*** RECORDS TO PROCESS Section Begins ***

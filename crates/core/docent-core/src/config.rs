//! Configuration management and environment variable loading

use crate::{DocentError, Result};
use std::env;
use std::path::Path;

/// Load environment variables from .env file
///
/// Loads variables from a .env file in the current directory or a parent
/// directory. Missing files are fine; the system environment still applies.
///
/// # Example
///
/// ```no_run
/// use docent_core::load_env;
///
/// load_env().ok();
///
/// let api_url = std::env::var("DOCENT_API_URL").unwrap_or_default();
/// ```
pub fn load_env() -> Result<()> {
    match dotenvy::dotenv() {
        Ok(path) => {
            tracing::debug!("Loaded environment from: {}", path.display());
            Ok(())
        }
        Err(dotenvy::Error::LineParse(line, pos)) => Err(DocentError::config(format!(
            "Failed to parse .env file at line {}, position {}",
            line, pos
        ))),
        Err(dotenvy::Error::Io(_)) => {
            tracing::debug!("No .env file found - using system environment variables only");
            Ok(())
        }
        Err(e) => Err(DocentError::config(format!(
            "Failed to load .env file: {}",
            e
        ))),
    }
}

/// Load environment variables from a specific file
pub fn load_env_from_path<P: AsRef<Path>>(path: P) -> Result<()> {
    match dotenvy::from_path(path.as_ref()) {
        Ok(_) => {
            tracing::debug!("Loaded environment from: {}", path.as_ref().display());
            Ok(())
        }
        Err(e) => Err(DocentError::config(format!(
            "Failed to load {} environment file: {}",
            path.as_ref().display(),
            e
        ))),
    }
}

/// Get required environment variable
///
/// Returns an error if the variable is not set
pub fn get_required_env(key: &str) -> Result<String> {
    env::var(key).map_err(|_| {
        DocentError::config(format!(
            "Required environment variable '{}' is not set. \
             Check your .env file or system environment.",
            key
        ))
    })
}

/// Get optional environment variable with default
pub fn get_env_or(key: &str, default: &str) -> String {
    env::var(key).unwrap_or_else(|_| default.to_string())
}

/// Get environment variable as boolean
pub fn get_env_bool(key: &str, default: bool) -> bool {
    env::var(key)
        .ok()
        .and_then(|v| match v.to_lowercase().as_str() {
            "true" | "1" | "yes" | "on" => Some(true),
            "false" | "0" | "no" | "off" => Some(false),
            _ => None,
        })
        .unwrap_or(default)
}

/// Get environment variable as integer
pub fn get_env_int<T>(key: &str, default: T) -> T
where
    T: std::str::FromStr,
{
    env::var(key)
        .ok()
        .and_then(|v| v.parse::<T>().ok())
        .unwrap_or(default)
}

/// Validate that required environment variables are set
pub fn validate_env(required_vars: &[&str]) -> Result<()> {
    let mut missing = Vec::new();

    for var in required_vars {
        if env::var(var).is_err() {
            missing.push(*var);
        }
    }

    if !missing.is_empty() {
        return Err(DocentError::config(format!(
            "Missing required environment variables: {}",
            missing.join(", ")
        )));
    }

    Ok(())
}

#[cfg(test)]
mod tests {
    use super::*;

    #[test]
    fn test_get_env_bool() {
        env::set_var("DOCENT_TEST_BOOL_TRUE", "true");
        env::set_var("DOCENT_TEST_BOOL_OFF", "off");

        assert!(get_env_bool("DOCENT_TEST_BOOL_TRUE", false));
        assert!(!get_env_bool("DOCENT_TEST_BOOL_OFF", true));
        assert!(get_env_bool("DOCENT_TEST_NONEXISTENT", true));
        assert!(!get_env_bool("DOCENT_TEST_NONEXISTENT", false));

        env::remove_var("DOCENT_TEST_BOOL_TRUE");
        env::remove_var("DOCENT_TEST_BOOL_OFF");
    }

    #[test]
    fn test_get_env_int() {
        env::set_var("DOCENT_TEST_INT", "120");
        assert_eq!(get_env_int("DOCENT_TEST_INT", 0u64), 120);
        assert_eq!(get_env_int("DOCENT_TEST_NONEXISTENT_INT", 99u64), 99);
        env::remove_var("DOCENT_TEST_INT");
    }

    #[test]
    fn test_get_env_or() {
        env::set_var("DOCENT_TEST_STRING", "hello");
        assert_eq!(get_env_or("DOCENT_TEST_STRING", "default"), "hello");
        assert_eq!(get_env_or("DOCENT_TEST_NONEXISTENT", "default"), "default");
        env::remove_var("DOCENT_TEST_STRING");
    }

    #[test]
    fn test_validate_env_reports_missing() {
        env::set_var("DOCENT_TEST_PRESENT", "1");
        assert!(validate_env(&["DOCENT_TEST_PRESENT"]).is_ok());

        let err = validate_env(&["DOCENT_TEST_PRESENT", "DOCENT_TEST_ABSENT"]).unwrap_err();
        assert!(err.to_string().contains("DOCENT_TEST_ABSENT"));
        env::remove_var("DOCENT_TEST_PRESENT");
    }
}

*** RECORDS TO PROCESS Section Ends ***

Return all the data above, unaltered and complete.

filename crates/core/docent-core/src/config.rs
//! Configuration management and environment variable loading

use crate::{DocentError, Result};
use std::env;
use std::path::Path;

/// Load environment variables from .env file
///
/// Loads variables from a .env file in the current directory or a parent
/// directory. Missing files are fine; the system environment still applies.
///
/// # Example
///
/// ```no_run
/// use docent_core::load_env;
///
/// load_env().ok();
///
/// let api_url = std::env::var("DOCENT_API_URL").unwrap_or_default();
/// ```
pub fn load_env() -> Result<()> {
    match dotenvy::dotenv() {
        Ok(path) => {
            tracing::debug!("Loaded environment from: {}", path.display());
            Ok(())
        }
        Err(dotenvy::Error::LineParse(line, pos)) => Err(DocentError::config(format!(
            "Failed to parse .env file at line {}, position {}",
            line, pos
        ))),
        Err(dotenvy::Error::Io(_)) => {
            tracing::debug!("No .env file found - using system environment variables only");
            Ok(())
        }
        Err(e) => Err(DocentError::config(format!(
            "Failed to load .env file: {}",
            e
        ))),
    }
}

/// Load environment variables from a specific file
pub fn load_env_from_path<P: AsRef<Path>>(path: P) -> Result<()> {
    match dotenvy::from_path(path.as_ref()) {
        Ok(_) => {
            tracing::debug!("Loaded environment from: {}", path.as_ref().display());
            Ok(())
        }
        Err(e) => Err(DocentError::config(format!(
            "Failed to load {} environment file: {}",
            path.as_ref().display(),
            e
        ))),
    }
}

/// Get required environment variable
///
/// Returns an error if the variable is not set
pub fn get_required_env(key: &str) -> Result<String> {
    env::var(key).map_err(|_| {
        DocentError::config(format!(
            "Required environment variable '{}' is not set. \
             Check your .env file or system environment.",
            key
        ))
    })
}

/// Get optional environment variable with default
pub fn get_env_or(key: &str, default: &str) -> String {
    env::var(key).unwrap_or_else(|_| default.to_string())
}

/// Get environment variable as boolean
pub fn get_env_bool(key: &str, default: bool) -> bool {
    env::var(key)
        .ok()
        .and_then(|v| match v.to_lowercase().as_str() {
            "true" | "1" | "yes" | "on" => Some(true),
            "false" | "0" | "no" | "off" => Some(false),
            _ => None,
        })
        .unwrap_or(default)
}

/// Get environment variable as integer
pub fn get_env_int<T>(key: &str, default: T) -> T
where
    T: std::str::FromStr,
{
    env::var(key)
        .ok()
        .and_then(|v| v.parse::<T>().ok())
        .unwrap_or(default)
}

/// Validate that required environment variables are set
pub fn validate_env(required_vars: &[&str]) -> Result<()> {
    let mut missing = Vec::new();

    for var in required_vars {
        if env::var(var).is_err() {
            missing.push(*var);
        }
    }

    if !missing.is_empty() {
        return Err(DocentError::config(format!(
            "Missing required environment variables: {}",
            missing.join(", ")
        )));
    }

    Ok(())
}

#[cfg(test)]
mod tests {
    use super::*;

    #[test]
    fn test_get_env_bool() {
        env::set_var("DOCENT_TEST_BOOL_TRUE", "true");
        env::set_var("DOCENT_TEST_BOOL_OFF", "off");

        assert!(get_env_bool("DOCENT_TEST_BOOL_TRUE", false));
        assert!(!get_env_bool("DOCENT_TEST_BOOL_OFF", true));
        assert!(get_env_bool("DOCENT_TEST_NONEXISTENT", true));
        assert!(!get_env_bool("DOCENT_TEST_NONEXISTENT", false));

        env::remove_var("DOCENT_TEST_BOOL_TRUE");
        env::remove_var("DOCENT_TEST_BOOL_OFF");
    }

    #[test]
    fn test_get_env_int() {
        env::set_var("DOCENT_TEST_INT", "120");
        assert_eq!(get_env_int("DOCENT_TEST_INT", 0u64), 120);
        assert_eq!(get_env_int("DOCENT_TEST_NONEXISTENT_INT", 99u64), 99);
        env::remove_var("DOCENT_TEST_INT");
    }

    #[test]
    fn test_get_env_or() {
        env::set_var("DOCENT_TEST_STRING", "hello");
        assert_eq!(get_env_or("DOCENT_TEST_STRING", "default"), "hello");
        assert_eq!(get_env_or("DOCENT_TEST_NONEXISTENT", "default"), "default");
        env::remove_var("DOCENT_TEST_STRING");
    }

    #[test]
    fn test_validate_env_reports_missing() {
        env::set_var("DOCENT_TEST_PRESENT", "1");
        assert!(validate_env(&["DOCENT_TEST_PRESENT"]).is_ok());

        let err = validate_env(&["DOCENT_TEST_PRESENT", "DOCENT_TEST_ABSENT"]).unwrap_err();
        assert!(err.to_string().contains("DOCENT_TEST_ABSENT"));
        env::remove_var("DOCENT_TEST_PRESENT");
    }
}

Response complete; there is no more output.